Confirmed not different:

  • All of the processor discussed here are CMOS.
  • The general chip layout of the RAD750 is the same as the PPC750. (Berger)
  • All of the processors discussed here are single-core (Wikipedia). Furthermore, the RAD750 simply does not have enough transistors to account for a second (redundant) core. It's worth noting that Curiosity and Perseverance each have two full RAD750-based computers, for redundancy.
  • Both the PPC750 and the RAD750 do not include an L2 cache on-chip; however, both allow the cache off-chip. The PPC750CX/CXe have a 256 kB L2 cache on-chip.

Probably different:

  • BAE's page on radiation hardening has a link to this Military and Aerospace article, which suggests that their radiation-hardening is due to design differences:

    At BAE Systems, pure rad-hard by design work has gone away over the past 10 years, but the company still is in the business of providing the most advanced rad-hard processors and general-purpose computers for government space and military programs.

    “Rad-hard by design is no longer necessary,” Gonzales says. “We can leverage commercial foundries to have the wafers fabbed, and bring the wafers back into BAE Systems in Manassas.
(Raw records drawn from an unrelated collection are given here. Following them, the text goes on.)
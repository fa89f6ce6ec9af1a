mod normalize;
pub use normalize::normalize;

pub mod serializer;
pub use serializer::{Params, Placeholder, Serializer};
use super::Error;

/// Error when a query construct cannot be represented under the active
/// mapping strategy.
///
/// Only the query being planned fails. Other queries against the same model
/// are unaffected.
#[derive(Debug)]
pub(super) struct UnsupportedOperation {
    message: Box<str>,
}

impl std::error::Error for UnsupportedOperation {}

impl core::fmt::Display for UnsupportedOperation {
    fn fmt(&self, f: &mut core::fmt::Formatter) -> core::fmt::Result {
        write!(f, "unsupported operation: {}", self.message)
    }
}

impl Error {
    /// Creates an unsupported operation error.
    pub fn unsupported_operation(message: impl Into<String>) -> Error {
        Error::from(super::ErrorKind::UnsupportedOperation(
            UnsupportedOperation {
                message: message.into().into(),
            },
        ))
    }

    /// Returns `true` if this error is an unsupported operation error.
    pub fn is_unsupported_operation(&self) -> bool {
        matches!(self.kind(), super::ErrorKind::UnsupportedOperation(_))
    }
}
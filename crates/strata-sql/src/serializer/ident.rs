use super::{Flavor, Formatter, Params, ToSql};

/// A quoted identifier
pub(super) struct Ident<S>(pub(super) S);

impl<S: AsRef<str>> ToSql for Ident<S> {
    fn to_sql<P: Params>(self, f: &mut Formatter<'_, P>) {
        let (open, close) = match f.serializer.flavor {
            Flavor::Sqlite | Flavor::Postgresql => ('"', '"'),
            Flavor::Mysql => ('`', '`'),
            Flavor::SqlServer => ('[', ']'),
        };

        f.dst.push(open);
        for c in self.0.as_ref().chars() {
            // The closing delimiter is escaped by doubling it
            if c == close {
                f.dst.push(close);
            }
            f.dst.push(c);
        }
        f.dst.push(close);
    }
}
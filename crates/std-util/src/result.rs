/// Unwraps the error of a `Result`, panicking with the `Ok` value otherwise.
///
/// With a second argument, the error must also satisfy the named predicate
/// method, e.g. `assert_err!(res, is_configuration)`.
#[macro_export]
macro_rules! assert_err {
    ($e:expr) => {
        match $e {
            Err(e) => e,
            Ok(v) => panic!("expected `Err`; actual=Ok({:?})", v),
        }
    };
    ($e:expr, $pred:ident) => {{
        let err = $crate::assert_err!($e);
        assert!(
            err.$pred(),
            "expected an error satisfying `{}`; actual={}",
            stringify!($pred),
            err
        );
        err
    }};
}

/// Unwraps the value of a `Result`, panicking with the error's message
/// otherwise.
#[macro_export]
macro_rules! assert_ok {
    ($e:expr) => {
        match $e {
            Ok(v) => v,
            Err(e) => panic!("expected `Ok`; actual=Err({})", e),
        }
    };
}
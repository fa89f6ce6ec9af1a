use super::{ExprSet, OrderByExpr, Select};

/// A complete query: a set expression plus ordering and row limit.
#[derive(Debug, Clone, PartialEq)]
pub struct Query {
    pub body: ExprSet,

    pub order_by: Vec<OrderByExpr>,

    pub limit: Option<u64>,
}

impl Query {
    pub fn new(body: impl Into<ExprSet>) -> Query {
        Query {
            body: body.into(),
            order_by: vec![],
            limit: None,
        }
    }

    /// Returns the body as a `SELECT`, if it is one.
    pub fn as_select(&self) -> Option<&Select> {
        match &self.body {
            ExprSet::Select(select) => Some(select),
            ExprSet::SetOp(_) => None,
        }
    }

    pub fn as_select_mut(&mut self) -> Option<&mut Select> {
        match &mut self.body {
            ExprSet::Select(select) => Some(select),
            ExprSet::SetOp(_) => None,
        }
    }

    /// Number of columns the query returns.
    pub fn width(&self) -> usize {
        self.body.width()
    }
}

impl From<Select> for Query {
    fn from(value: Select) -> Self {
        Query::new(value)
    }
}
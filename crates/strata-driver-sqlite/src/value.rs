use rusqlite::{
    types::{ToSql, ToSqlOutput, Value as SqlValue, ValueRef},
    Row,
};
use strata_core::{
    stmt::{self, Value as CoreValue},
    Error, Result,
};

#[derive(Debug)]
pub struct Value(CoreValue);

impl From<CoreValue> for Value {
    fn from(value: CoreValue) -> Self {
        Self(value)
    }
}

impl Value {
    /// Converts this SQLite driver value into the core Strata value.
    pub fn into_inner(self) -> CoreValue {
        self.0
    }

    /// Converts a SQLite value within a row to a Strata value of type `ty`.
    ///
    /// SQLite has no boolean storage class and returns the text of computed
    /// string columns as-is, so the expected type picks the decoding.
    pub fn from_sql(row: &Row, index: usize, ty: &stmt::Type) -> Result<Self> {
        let value: SqlValue = row.get(index).map_err(Error::driver_operation_failed)?;

        let core_value = match value {
            SqlValue::Null => CoreValue::Null,
            SqlValue::Integer(value) => match ty {
                stmt::Type::Bool => CoreValue::Bool(value != 0),
                stmt::Type::F64 => CoreValue::F64(value as f64),
                stmt::Type::String => CoreValue::String(value.to_string()),
                stmt::Type::I64 => CoreValue::I64(value),
            },
            SqlValue::Real(value) => CoreValue::F64(value),
            SqlValue::Text(value) => CoreValue::String(value),
            SqlValue::Blob(_) => {
                return Err(Error::unsupported_operation(format!(
                    "column {index} holds a blob, which has no Strata type"
                )));
            }
        };

        Ok(Value(core_value))
    }
}

impl ToSql for Value {
    fn to_sql(&self) -> rusqlite::Result<ToSqlOutput<'_>> {
        match &self.0 {
            CoreValue::Bool(true) => Ok(ToSqlOutput::Owned(SqlValue::Integer(1))),
            CoreValue::Bool(false) => Ok(ToSqlOutput::Owned(SqlValue::Integer(0))),
            CoreValue::I64(v) => Ok(ToSqlOutput::Owned(SqlValue::Integer(*v))),
            CoreValue::F64(v) => Ok(ToSqlOutput::Owned(SqlValue::Real(*v))),
            CoreValue::String(v) => Ok(ToSqlOutput::Borrowed(ValueRef::Text(v.as_bytes()))),
            CoreValue::Null => Ok(ToSqlOutput::Owned(SqlValue::Null)),
        }
    }
}
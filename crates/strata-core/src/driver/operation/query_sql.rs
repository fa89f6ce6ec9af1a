use super::Operation;

use crate::stmt;

#[derive(Debug, Clone)]
pub struct QuerySql {
    /// The SQL query to execute
    pub sql: String,

    /// Values bound to the query placeholders, in placeholder order
    pub params: Vec<stmt::Value>,

    /// The type of each returned column
    pub ret: Vec<stmt::Type>,
}

impl From<QuerySql> for Operation {
    fn from(value: QuerySql) -> Self {
        Self::QuerySql(value)
    }
}
use strata_core::{schema::app::EntityId, stmt::Value};

use indexmap::IndexMap;

/// One materialized row.
///
/// `ty` is the row's dynamic entity type. It is `None` when the query
/// projects properties or aggregates instead of whole entities, and for
/// rows whose discriminator value maps to no known type.
#[derive(Debug, Clone, PartialEq)]
pub struct Record {
    pub ty: Option<EntityId>,

    /// Field values by property (or aggregate) name, in projection order
    pub fields: IndexMap<String, Value>,

    /// Collections loaded with the row, in the order they were requested
    pub collections: IndexMap<String, Vec<Record>>,
}

impl Record {
    pub fn new(ty: Option<EntityId>) -> Record {
        Record {
            ty,
            fields: IndexMap::new(),
            collections: IndexMap::new(),
        }
    }

    pub fn get(&self, name: &str) -> Option<&Value> {
        self.fields.get(name)
    }

    /// Returns the named collection, or an empty slice if it was not loaded.
    pub fn collection(&self, name: &str) -> &[Record] {
        self.collections
            .get(name)
            .map(Vec::as_slice)
            .unwrap_or_default()
    }
}
/// Speed envelope defaults (world units / second)
pub mod speed {
    /// Slowest a boid may fly; the clamp floor after every step
    pub const MIN: f32 = 300.0;
    /// Fastest a boid may fly; the clamp ceiling after every step
    pub const MAX: f32 = 600.0;
}

/// Perception defaults
pub mod perception {
    /// Radius of the neighbor-sensing sphere (world units)
    pub const RADIUS: f32 = 300.0;
    /// Field-of-view thresholds are cosines of the half angle: a flockmate
    /// is visible to a rule iff dot(forward, to_flockmate) > threshold
    pub const SEPARATION_FOV: f32 = -0.9;
    pub const ALIGNMENT_FOV: f32 = -0.5;
    pub const COHESION_FOV: f32 = -0.5;
}

/// Steering force strength defaults
pub mod steering {
    pub const SEPARATION: f32 = 300.0;
    pub const ALIGNMENT: f32 = 160.0;
    pub const COHESION: f32 = 120.0;
    pub const AVOIDANCE: f32 = 900.0;
}

/// Obstacle avoidance defaults
pub mod avoidance {
    /// Number of probe directions in the default sensor spiral
    pub const SENSOR_COUNT: usize = 32;
    /// How far ahead each sensor traces (world units)
    pub const SENSOR_RANGE: f32 = 400.0;
    /// Radius of the boid's own collision sphere, used to discard hits
    /// against obstacles the body is already inside
    pub const BODY_RADIUS: f32 = 32.0;
}

/// Fixed-tick defaults for the simulation driver
pub mod tick {
    /// Simulation tick rate in Hz
    pub const RATE: u32 = 30;
    /// Delta time per tick in seconds
    pub const DT: f32 = 1.0 / 30.0;
}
We operate fabless, but all our rad-hard capabilities are still here.”

    Another quote in the same article:

    In the future, it’s likely that rad-hard chip designers will combine techniques in rad-hard by design with radiation-mitigation techniques to ensure the highest possible reliability, yet provide strategic weapons systems designers with the latest electronic technologies. “For strategic applications, we could combine a rad-hard-by-design part where we can get them, with radiation mitigation with analog and digital filtering, shielding, and running computations at different times and comparing them to enable the system to respond to potential corruption,” Wiley says.

    Still, there remains a need for rad-hard by design to the highest standards, even though the market for these parts is shrinking. “The foundry is a national asset,” Wiley says. “It is the only place that makes digital parts like processors and memories that can tolerate radiation to these levels.”

  • The substrate is probably different. Some versions of the PPC750 used silicon-on-insulator, but it appears the kinds used in the iMac did not. The manufacturer sales sheet of the RAD750 does not specify the substrate, but does tout "latchup-immune". Latchup can be caused by radiation and can be fatal to a chip. It usually is solved by silicon-on-insulator or silicon-on-sapphire (the latter is fairly standard for spacecraft processors).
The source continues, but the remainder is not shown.